= British Football Association =

The British Football Association was a short lived ruling body for the game of football. It was set up in 1884 in response to the attitude of the Football Association to the issue of professionalism.

==History==
Until the employment of professionals by Darwen and their success in reaching the quarter finals of the FA Cup in 1879, all teams had been amateur. There was a proposal by a London club before the match that any side not consisting entirely of amateurs should be barred from the Cup.

The FA Cup was initially contested by mostly southern, amateur teams but more professionally organised northern clubs began to dominate the competition during the early 1880s; "The turning point, north replacing south, working class defeating upper and professionals impinging upon the amateurs' territory, came in 1883." Hitherto, public school sides had played a dribbling game punctuated by violent tackles, but a new passing style developed in Scotland was successfully adopted by some Lancashire teams (some of which had hired Scottish players, referred to at the time as Scotch Professors), along with a more professional approach to training. Blackburn Olympic reached the final in March 1883 and defeated Old Etonians. In 1883 Accrington were expelled from the FA for paying players, while nearby Blackburn Rovers had also started to pay players, and the following season won the first of three consecutive FA Cups.

On 23 October 1884, a number of members of the Lancashire Football Association, at the instigation of Bolton Wanderers, met in Blackburn with a view to resisting new Football Association legislation restricting the ability of clubs to "import" players. It was resolved to hold a meeting in the Dog & Partridge in Manchester on 30 October and to invite "every club in the kingdom".

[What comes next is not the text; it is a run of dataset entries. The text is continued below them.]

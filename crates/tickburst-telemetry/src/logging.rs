//! Structured logging initialization.

use crate::error::TelemetryResult;
use tracing_subscriber::{fmt, layer::SubscriberExt, util::SubscriberInitExt, EnvFilter};

/// Log line format.
#[derive(Debug, Clone, Copy, PartialEq, Eq)]
pub enum LogFormat {
    /// Machine-readable JSON, for production log shippers.
    Json,
    /// Human-readable multi-line output, for development.
    Pretty,
}

impl LogFormat {
    /// Pick the format from the `RUST_ENV` value: `production` means JSON,
    /// everything else (including unset) means pretty.
    pub fn from_rust_env(value: Option<&str>) -> Self {
        match value {
            Some("production") => Self::Json,
            _ => Self::Pretty,
        }
    }

    fn detect() -> Self {
        Self::from_rust_env(std::env::var("RUST_ENV").ok().as_deref())
    }
}

/// Initialize structured logging.
///
/// `default_directives` is the filter applied when `RUST_LOG` is unset,
/// e.g. `"info,tickburst=debug"`; the output format follows `RUST_ENV`.
pub fn init_logging(default_directives: &str) -> TelemetryResult<()> {
    let env_filter = EnvFilter::try_from_default_env()
        .unwrap_or_else(|_| EnvFilter::new(default_directives));
    let registry = tracing_subscriber::registry().with(env_filter);

    match LogFormat::detect() {
        LogFormat::Json => registry
            .with(
                fmt::layer()
                    .json()
                    .with_current_span(true)
                    .with_span_list(true),
            )
            .init(),
        LogFormat::Pretty => registry
            .with(
                fmt::layer()
                    .pretty()
                    .with_target(true)
                    .with_thread_names(true),
            )
            .init(),
    }

    Ok(())
}

#[cfg(test)]
mod tests {
    use super::*;

    #[test]
    fn test_format_follows_rust_env() {
        assert_eq!(LogFormat::from_rust_env(Some("production")), LogFormat::Json);
        assert_eq!(LogFormat::from_rust_env(Some("staging")), LogFormat::Pretty);
        assert_eq!(LogFormat::from_rust_env(None), LogFormat::Pretty);
    }
}
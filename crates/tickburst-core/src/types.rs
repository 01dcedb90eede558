//! Domain types for ticks, order intents, and signed requests.

use rust_decimal::Decimal;
use serde::{Deserialize, Serialize};
use std::fmt;

/// Order side: buy or sell.
#[derive(Debug, Clone, Copy, PartialEq, Eq, Hash, Serialize, Deserialize)]
#[serde(rename_all = "UPPERCASE")]
pub enum Side {
    Buy,
    Sell,
}

impl Side {
    /// Wire representation used in exchange query strings.
    pub fn as_str(&self) -> &'static str {
        match self {
            Self::Buy => "BUY",
            Self::Sell => "SELL",
        }
    }
}

impl fmt::Display for Side {
    fn fmt(&self, f: &mut fmt::Formatter<'_>) -> fmt::Result {
        f.write_str(self.as_str())
    }
}

/// One market-data update containing best bid/ask.
#[derive(Debug, Clone, Copy, PartialEq, Eq)]
pub struct Tick {
    /// Best bid price.
    pub bid: Decimal,
    /// Best ask price.
    pub ask: Decimal,
}

impl Tick {
    /// Create a new tick.
    #[must_use]
    pub fn new(bid: Decimal, ask: Decimal) -> Self {
        Self { bid, ask }
    }

    /// Mid price: (bid + ask) / 2.
    #[must_use]
    pub fn mid(&self) -> Decimal {
        (self.bid + self.ask) / Decimal::TWO
    }
}

/// One unit of burst work, immutable after creation.
#[derive(Debug, Clone, PartialEq, Eq)]
pub struct OrderIntent {
    /// Unique, monotonically assigned client order id.
    pub client_order_id: u32,
    /// Order side.
    pub side: Side,
    /// Limit price.
    pub price: Decimal,
    /// Creation time in milliseconds since Unix epoch.
    pub timestamp_ms: u64,
}

/// HTTP method for exchange requests.
///
/// A closed enum: requests with an unrepresentable method cannot be built,
/// so there is no runtime "unknown method" branch.
#[derive(Debug, Clone, Copy, PartialEq, Eq, Hash)]
pub enum HttpMethod {
    Get,
    Post,
    Put,
    Delete,
}

impl fmt::Display for HttpMethod {
    fn fmt(&self, f: &mut fmt::Formatter<'_>) -> fmt::Result {
        let s = match self {
            Self::Get => "GET",
            Self::Post => "POST",
            Self::Put => "PUT",
            Self::Delete => "DELETE",
        };
        f.write_str(s)
    }
}

/// A fully built, authenticated exchange request.
///
/// The url already carries the canonical query string and its signature.
/// Consumed exactly once by the request reactor.
#[derive(Debug, Clone)]
pub struct SignedRequest {
    /// HTTP method.
    pub method: HttpMethod,
    /// Complete request URL including query string and signature.
    pub url: String,
    /// Header key/value pairs, in insertion order.
    pub headers: Vec<(String, String)>,
    /// Echoes the client order id for order calls; `None` otherwise.
    pub correlation_id: Option<u32>,
}

/// Phase of one burst round.
#[derive(Debug, Clone, Copy, PartialEq, Eq)]
pub enum RoundPhase {
    AwaitingTick,
    SendingOrders,
    OrdersSent,
    Cancelling,
    Done,
}

impl fmt::Display for RoundPhase {
    fn fmt(&self, f: &mut fmt::Formatter<'_>) -> fmt::Result {
        let s = match self {
            Self::AwaitingTick => "awaiting_tick",
            Self::SendingOrders => "sending_orders",
            Self::OrdersSent => "orders_sent",
            Self::Cancelling => "cancelling",
            Self::Done => "done",
        };
        f.write_str(s)
    }
}
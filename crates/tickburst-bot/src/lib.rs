//! Application wiring for the tickburst burst driver.

pub mod app;
pub mod config;
pub mod error;

pub use app::App;
pub use config::AppConfig;
pub use error::{AppError, AppResult};
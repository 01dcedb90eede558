//! Book-ticker message parsing.
//!
//! Inbound messages are JSON text with best bid in `b` and best ask in
//! `a`, both string-encoded. Anything else is not a tick and is dropped
//! by the caller; a parse failure never propagates.

use rust_decimal::Decimal;
use serde::Deserialize;
use tickburst_core::Tick;

/// Raw book-ticker frame. Fields other than `b`/`a` are ignored.
#[derive(Debug, Deserialize)]
struct RawBookTicker {
    /// Best bid price (string-encoded).
    b: String,
    /// Best ask price (string-encoded).
    a: String,
}

/// Parse one text frame into a tick.
///
/// Returns `None` for any shape that is not a well-formed book-ticker
/// update, including unparseable prices.
#[must_use]
pub fn parse_book_ticker(text: &str) -> Option<Tick> {
    let raw: RawBookTicker = serde_json::from_str(text).ok()?;
    let bid: Decimal = raw.b.parse().ok()?;
    let ask: Decimal = raw.a.parse().ok()?;
    Some(Tick::new(bid, ask))
}
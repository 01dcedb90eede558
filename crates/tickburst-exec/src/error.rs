//! Execution error types.

use thiserror::Error;

#[derive(Debug, Error)]
pub enum ExecError {
    /// Fatal configuration error: the signing algorithm is not in the
    /// registry. Raised before any network activity.
    #[error("Unsupported signing algorithm: {0}")]
    UnsupportedAlgorithm(String),

    /// Unit-scoped signing failure; the affected request is skipped.
    #[error("Signing failed: {0}")]
    Signing(String),

    /// A signed request could not be turned into a transport request.
    #[error("Invalid request: {0}")]
    InvalidRequest(String),

    /// The reactor task is gone; no further registrations are possible.
    #[error("Request reactor unavailable")]
    ReactorUnavailable,

    /// The tick stream closed before a price was observed.
    #[error("Tick stream closed")]
    TickStreamClosed,
}

pub type ExecResult<T> = Result<T, ExecError>;
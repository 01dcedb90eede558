//! Telemetry for tickburst.

pub mod error;
pub mod logging;

pub use error::{TelemetryError, TelemetryResult};
pub use logging::{init_logging, LogFormat};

At that meeting, which included a number of very junior clubs in Lancashire, and only Aston Villa, Sunderland and Walsall Swifts of nationally prominent clubs outside the county, it was agreed to form a new association, the British Football Association. The clubs present set up a committee of 12 and discussed a barrister's opinion that the Football Association's rulings were invalid. One notable exception to the movement was Blackburn Rovers; in retaliation members of the BFA refused to allow players for its clubs to make guest appearances for the Rovers in friendlies.

The FA committee was sympathetic and put forward a motion in January 1885 to legalise professionalism; the motion was defeated by 113 votes to 108, but that had the effect of both checking any split from the BFA and, following a report in favour of professionalism in March, the FA voted in favour in July, by 35 votes to 12. This action by the FA was eventually to lead to the break-away and formation of the Amateur Football Association in 1907.

A similar split in rugby led to the separate sports of rugby union and rugby league.

==Member clubs==

The following clubs were members of the BFA:

- Accrington *
- Accrington Grasshoppers
- Astley Bridge *
- Aston Villa
- Barnes Rovers
- Bell's Temperance
- Blackburn Park Road
- Bolton Association *
- Bolton Wanderers *
- Bradshaw
- Burnley *
- Burnley Ramblers
- Burnley Trinity
- Burnley Union Star *
- Burnley Wanderers
- Clitheroe *
- Church *
- Darcy Lever
- Great Lever *
- Hurst
- Halliwell *
- Kersley
- Little Halton
- Love Clough
- Manchester Association
- Newton Heath
- Nelson
- Padiham *
- Peel Bank Rovers
- Preston North End
- Preston Swifts
- Preston Zingari *
- Rawtenstall
- Rossendale
- Turton *
- Walmsley
- Wigan A.F.C.

[*] present at the initial meeting

Preston North End should have attended the first meeting, but the secretary sent apologies. Sunderland and Walsall Swifts attended the second meeting, and pledged to put the matter of joining to the respective club committees.